**Given information**
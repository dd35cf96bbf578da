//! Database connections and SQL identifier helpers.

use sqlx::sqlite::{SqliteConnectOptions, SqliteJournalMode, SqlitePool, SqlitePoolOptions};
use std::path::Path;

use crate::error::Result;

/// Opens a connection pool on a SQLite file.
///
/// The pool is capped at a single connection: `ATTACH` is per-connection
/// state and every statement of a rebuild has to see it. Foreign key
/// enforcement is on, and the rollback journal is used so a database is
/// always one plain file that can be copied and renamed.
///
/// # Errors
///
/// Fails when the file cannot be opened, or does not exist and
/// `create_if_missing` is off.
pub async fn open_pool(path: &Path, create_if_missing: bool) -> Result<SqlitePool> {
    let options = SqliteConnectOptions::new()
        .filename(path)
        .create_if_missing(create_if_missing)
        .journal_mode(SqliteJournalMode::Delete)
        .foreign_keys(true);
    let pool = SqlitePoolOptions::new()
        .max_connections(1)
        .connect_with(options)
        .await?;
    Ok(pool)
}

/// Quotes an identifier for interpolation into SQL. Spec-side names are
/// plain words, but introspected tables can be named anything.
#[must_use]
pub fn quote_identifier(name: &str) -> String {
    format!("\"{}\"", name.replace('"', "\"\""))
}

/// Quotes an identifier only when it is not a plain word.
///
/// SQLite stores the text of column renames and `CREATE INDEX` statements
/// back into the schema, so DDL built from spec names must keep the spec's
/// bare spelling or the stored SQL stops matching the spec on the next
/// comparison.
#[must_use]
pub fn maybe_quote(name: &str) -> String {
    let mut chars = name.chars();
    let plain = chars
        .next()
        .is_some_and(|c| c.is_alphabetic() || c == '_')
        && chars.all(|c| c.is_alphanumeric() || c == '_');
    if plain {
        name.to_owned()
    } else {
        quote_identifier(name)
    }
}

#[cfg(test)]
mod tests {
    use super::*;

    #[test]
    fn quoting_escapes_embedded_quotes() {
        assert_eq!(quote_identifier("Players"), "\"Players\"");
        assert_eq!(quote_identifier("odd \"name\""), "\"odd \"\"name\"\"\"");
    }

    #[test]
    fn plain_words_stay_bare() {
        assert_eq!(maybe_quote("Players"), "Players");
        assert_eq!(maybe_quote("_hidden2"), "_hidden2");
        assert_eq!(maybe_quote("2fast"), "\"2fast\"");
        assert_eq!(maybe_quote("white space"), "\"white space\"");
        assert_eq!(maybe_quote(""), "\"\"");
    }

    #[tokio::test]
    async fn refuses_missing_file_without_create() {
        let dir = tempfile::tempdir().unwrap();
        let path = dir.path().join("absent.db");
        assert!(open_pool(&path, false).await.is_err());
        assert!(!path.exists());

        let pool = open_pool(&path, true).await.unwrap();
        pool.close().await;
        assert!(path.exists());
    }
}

--

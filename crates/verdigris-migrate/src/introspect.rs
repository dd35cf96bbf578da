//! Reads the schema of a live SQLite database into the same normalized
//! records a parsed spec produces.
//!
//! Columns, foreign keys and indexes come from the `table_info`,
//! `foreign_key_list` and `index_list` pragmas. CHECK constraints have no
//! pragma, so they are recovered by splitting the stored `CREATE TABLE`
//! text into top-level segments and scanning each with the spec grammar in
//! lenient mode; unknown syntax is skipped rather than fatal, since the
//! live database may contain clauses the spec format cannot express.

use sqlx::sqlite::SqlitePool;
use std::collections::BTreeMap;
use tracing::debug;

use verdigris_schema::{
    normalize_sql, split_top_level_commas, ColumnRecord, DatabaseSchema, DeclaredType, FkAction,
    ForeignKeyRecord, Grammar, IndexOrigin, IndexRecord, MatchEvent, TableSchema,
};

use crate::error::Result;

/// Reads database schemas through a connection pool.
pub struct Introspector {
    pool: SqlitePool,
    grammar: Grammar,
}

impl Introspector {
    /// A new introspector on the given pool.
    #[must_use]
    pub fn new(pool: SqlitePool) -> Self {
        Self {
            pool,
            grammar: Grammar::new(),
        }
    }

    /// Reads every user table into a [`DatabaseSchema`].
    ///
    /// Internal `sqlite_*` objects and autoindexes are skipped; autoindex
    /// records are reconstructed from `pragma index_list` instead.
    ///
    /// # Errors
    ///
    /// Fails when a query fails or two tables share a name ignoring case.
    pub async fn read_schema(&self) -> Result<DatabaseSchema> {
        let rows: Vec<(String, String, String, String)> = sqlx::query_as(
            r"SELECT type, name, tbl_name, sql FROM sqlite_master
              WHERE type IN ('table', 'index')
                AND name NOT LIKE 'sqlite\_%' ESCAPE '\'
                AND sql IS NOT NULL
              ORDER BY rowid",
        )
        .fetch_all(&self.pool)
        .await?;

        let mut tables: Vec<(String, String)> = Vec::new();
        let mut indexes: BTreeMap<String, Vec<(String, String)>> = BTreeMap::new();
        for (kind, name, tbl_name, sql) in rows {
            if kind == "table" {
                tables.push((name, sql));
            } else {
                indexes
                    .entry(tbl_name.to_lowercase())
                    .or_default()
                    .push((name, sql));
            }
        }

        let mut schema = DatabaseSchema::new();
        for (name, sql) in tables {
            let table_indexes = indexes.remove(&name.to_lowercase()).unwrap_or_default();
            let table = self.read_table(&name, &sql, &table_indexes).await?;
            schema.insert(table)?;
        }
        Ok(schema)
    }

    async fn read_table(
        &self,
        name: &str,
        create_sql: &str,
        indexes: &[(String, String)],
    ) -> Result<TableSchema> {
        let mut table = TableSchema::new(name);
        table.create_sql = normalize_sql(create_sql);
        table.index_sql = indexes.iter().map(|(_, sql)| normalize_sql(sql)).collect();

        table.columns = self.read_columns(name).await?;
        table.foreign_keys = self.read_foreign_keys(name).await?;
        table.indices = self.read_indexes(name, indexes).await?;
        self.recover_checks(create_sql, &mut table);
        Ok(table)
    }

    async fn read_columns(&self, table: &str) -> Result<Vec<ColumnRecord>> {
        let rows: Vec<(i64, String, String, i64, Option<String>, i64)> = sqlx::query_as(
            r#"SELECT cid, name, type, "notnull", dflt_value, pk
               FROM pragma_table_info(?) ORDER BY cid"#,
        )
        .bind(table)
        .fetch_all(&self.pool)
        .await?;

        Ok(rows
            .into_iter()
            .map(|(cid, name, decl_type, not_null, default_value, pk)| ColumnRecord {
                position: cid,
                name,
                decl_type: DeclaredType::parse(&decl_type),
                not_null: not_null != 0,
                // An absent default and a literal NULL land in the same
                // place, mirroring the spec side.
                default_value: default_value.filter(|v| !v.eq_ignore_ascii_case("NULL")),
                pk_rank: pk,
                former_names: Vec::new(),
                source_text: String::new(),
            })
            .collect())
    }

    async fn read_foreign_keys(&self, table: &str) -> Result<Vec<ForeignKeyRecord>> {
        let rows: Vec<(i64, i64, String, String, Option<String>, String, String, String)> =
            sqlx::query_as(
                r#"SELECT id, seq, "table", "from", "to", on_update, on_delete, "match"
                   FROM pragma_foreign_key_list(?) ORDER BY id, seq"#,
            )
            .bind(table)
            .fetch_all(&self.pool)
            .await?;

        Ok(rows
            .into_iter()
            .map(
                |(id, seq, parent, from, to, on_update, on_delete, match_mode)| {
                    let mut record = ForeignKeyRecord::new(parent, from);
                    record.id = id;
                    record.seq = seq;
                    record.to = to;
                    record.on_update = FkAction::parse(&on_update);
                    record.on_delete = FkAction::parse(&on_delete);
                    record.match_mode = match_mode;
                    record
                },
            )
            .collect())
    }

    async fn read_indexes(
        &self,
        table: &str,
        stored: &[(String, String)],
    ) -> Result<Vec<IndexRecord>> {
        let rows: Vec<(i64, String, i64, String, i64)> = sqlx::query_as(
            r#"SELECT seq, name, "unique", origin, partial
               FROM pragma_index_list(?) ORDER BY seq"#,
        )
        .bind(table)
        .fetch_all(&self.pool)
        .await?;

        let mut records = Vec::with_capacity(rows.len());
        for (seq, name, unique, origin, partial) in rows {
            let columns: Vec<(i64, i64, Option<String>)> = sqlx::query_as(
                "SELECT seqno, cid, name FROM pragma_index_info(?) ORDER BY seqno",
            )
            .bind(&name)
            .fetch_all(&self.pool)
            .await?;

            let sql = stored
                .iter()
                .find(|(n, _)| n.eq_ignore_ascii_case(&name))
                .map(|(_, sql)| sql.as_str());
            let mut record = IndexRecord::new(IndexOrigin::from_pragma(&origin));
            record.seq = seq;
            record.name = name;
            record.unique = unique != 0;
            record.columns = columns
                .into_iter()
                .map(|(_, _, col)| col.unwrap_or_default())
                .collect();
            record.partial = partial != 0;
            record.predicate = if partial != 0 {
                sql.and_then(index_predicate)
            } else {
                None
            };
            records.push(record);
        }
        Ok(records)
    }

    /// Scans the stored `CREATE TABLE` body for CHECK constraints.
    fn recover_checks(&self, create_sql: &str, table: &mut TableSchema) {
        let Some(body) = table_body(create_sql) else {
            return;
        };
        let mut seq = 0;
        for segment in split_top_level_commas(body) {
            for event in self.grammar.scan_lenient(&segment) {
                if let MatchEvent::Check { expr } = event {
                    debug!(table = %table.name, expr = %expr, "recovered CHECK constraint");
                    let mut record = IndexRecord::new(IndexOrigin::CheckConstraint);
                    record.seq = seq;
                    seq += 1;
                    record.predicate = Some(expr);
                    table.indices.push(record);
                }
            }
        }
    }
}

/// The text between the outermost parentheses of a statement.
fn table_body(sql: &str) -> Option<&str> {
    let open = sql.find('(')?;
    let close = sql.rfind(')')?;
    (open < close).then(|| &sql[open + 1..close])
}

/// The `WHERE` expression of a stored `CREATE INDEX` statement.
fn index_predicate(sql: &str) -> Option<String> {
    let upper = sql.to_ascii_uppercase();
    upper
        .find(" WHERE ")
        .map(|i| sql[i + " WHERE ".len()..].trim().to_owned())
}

* * *

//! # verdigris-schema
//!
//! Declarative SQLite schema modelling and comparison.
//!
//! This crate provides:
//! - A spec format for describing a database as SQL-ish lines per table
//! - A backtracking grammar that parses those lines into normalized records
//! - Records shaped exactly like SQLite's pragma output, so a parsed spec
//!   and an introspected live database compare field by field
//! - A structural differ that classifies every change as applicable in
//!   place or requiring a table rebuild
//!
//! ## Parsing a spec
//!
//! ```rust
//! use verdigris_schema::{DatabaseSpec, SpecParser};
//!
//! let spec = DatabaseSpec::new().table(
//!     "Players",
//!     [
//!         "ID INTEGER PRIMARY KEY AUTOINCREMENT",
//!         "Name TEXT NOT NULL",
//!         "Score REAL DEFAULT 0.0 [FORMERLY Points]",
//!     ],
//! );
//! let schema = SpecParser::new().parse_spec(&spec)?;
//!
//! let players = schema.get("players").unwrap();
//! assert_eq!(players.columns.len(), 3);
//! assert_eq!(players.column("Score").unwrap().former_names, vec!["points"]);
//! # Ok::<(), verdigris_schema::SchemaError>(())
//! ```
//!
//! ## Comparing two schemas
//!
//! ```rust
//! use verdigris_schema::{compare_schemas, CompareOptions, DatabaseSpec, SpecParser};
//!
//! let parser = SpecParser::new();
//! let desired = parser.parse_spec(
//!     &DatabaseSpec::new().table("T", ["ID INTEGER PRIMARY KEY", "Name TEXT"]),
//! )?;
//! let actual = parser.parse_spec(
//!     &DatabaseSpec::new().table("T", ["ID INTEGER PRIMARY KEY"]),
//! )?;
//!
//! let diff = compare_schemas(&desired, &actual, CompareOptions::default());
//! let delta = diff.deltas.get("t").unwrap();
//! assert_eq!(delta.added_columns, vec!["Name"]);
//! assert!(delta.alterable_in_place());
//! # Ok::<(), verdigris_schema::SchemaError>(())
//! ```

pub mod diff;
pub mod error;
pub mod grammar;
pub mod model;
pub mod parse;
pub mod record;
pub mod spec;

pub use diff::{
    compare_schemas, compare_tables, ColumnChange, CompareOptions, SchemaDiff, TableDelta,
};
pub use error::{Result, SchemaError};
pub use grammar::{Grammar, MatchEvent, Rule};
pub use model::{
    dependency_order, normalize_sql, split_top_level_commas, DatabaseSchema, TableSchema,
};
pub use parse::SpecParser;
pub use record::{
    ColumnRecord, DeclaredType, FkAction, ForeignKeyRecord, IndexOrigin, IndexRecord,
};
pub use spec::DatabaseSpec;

**Exercise instructions**
Where a line in the preceding listing contains the word "exists", include it in your count, and reply with that number alone.

**Task response**
2